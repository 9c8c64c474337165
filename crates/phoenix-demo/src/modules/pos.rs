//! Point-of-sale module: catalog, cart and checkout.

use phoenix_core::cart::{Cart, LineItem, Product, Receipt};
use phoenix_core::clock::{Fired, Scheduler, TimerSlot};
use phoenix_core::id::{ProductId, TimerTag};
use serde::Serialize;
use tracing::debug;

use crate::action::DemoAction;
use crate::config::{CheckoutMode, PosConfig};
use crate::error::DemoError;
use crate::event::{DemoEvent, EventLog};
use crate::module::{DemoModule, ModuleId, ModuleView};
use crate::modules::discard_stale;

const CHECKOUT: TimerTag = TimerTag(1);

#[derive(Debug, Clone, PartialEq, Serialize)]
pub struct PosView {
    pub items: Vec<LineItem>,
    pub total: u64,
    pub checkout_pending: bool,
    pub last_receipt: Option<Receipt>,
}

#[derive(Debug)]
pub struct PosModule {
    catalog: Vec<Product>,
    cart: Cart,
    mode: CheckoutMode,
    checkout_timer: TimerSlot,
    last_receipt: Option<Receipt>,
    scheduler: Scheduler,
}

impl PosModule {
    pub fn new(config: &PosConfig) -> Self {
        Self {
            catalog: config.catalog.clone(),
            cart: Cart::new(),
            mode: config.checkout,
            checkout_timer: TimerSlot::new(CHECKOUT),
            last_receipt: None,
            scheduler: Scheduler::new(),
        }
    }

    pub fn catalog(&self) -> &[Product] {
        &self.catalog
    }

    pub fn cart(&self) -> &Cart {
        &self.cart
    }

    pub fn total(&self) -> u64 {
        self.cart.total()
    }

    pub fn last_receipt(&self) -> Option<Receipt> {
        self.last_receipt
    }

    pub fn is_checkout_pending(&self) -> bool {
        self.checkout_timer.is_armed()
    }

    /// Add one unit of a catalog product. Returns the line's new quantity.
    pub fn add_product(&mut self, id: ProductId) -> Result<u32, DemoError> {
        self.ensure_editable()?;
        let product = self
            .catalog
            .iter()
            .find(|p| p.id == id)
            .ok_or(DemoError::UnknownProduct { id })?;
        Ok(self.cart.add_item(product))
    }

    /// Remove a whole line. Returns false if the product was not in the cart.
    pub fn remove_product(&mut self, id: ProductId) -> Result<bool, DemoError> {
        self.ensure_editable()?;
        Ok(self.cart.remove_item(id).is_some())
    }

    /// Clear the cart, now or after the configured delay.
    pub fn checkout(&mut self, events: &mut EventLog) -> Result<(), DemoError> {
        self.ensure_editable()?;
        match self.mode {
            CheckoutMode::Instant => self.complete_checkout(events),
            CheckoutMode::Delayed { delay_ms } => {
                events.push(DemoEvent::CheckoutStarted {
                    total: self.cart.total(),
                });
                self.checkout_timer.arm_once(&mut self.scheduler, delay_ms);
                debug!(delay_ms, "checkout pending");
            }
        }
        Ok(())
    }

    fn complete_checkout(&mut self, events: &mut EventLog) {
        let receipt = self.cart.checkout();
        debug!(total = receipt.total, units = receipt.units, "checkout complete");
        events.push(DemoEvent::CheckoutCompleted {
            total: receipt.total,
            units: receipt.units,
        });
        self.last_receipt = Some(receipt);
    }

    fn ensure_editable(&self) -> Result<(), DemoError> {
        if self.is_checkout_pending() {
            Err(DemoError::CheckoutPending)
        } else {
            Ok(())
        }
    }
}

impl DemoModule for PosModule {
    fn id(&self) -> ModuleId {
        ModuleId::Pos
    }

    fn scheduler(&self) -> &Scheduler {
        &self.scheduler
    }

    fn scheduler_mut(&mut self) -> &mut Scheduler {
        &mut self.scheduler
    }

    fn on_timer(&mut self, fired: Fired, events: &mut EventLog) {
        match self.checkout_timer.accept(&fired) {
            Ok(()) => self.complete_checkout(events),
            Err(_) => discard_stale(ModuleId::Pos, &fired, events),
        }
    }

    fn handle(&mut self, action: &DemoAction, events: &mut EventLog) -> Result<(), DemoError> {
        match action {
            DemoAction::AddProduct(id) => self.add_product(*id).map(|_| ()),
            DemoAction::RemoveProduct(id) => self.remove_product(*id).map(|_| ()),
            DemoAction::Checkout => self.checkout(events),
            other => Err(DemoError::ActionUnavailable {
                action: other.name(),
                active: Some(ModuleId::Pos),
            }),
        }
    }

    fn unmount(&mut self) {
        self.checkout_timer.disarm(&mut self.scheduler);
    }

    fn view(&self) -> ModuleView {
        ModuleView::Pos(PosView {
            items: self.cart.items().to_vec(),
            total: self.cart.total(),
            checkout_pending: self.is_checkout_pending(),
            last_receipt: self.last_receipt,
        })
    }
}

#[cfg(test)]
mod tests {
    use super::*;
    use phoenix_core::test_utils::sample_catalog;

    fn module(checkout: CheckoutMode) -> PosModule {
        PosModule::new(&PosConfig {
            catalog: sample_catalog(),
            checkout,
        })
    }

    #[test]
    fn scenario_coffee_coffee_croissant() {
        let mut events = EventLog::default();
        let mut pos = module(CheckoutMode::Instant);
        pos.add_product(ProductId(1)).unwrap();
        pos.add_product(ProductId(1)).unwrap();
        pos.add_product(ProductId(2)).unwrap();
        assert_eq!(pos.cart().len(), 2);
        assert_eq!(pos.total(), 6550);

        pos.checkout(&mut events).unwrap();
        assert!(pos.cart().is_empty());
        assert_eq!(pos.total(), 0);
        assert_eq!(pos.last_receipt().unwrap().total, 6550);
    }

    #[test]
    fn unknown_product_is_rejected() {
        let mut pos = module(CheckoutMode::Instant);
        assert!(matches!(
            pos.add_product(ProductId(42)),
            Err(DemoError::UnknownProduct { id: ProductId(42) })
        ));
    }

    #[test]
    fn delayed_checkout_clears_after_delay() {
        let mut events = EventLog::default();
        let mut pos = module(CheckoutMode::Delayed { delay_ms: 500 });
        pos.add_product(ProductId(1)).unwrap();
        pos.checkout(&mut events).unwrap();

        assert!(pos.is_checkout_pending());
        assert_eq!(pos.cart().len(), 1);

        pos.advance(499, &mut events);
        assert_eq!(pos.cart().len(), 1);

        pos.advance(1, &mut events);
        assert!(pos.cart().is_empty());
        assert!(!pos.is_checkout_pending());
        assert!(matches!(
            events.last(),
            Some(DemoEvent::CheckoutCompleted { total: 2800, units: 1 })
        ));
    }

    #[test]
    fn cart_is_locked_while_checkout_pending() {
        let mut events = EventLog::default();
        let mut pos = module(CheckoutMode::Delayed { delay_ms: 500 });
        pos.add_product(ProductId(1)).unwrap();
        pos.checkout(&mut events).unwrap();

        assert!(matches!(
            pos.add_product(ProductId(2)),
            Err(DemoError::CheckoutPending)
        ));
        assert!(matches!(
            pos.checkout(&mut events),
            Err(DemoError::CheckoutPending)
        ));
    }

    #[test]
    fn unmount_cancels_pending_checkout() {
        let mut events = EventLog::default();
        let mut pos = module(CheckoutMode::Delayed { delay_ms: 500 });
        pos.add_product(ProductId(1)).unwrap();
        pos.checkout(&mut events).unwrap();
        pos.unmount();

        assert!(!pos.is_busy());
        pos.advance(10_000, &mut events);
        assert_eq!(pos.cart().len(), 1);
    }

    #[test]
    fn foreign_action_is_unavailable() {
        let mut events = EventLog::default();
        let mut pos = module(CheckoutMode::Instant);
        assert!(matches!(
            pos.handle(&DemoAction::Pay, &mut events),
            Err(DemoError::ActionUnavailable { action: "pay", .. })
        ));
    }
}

───

» **Your task**: Find every line in the listing that has the string "struct", then give the count by itself.

» **Exercise solution**: 2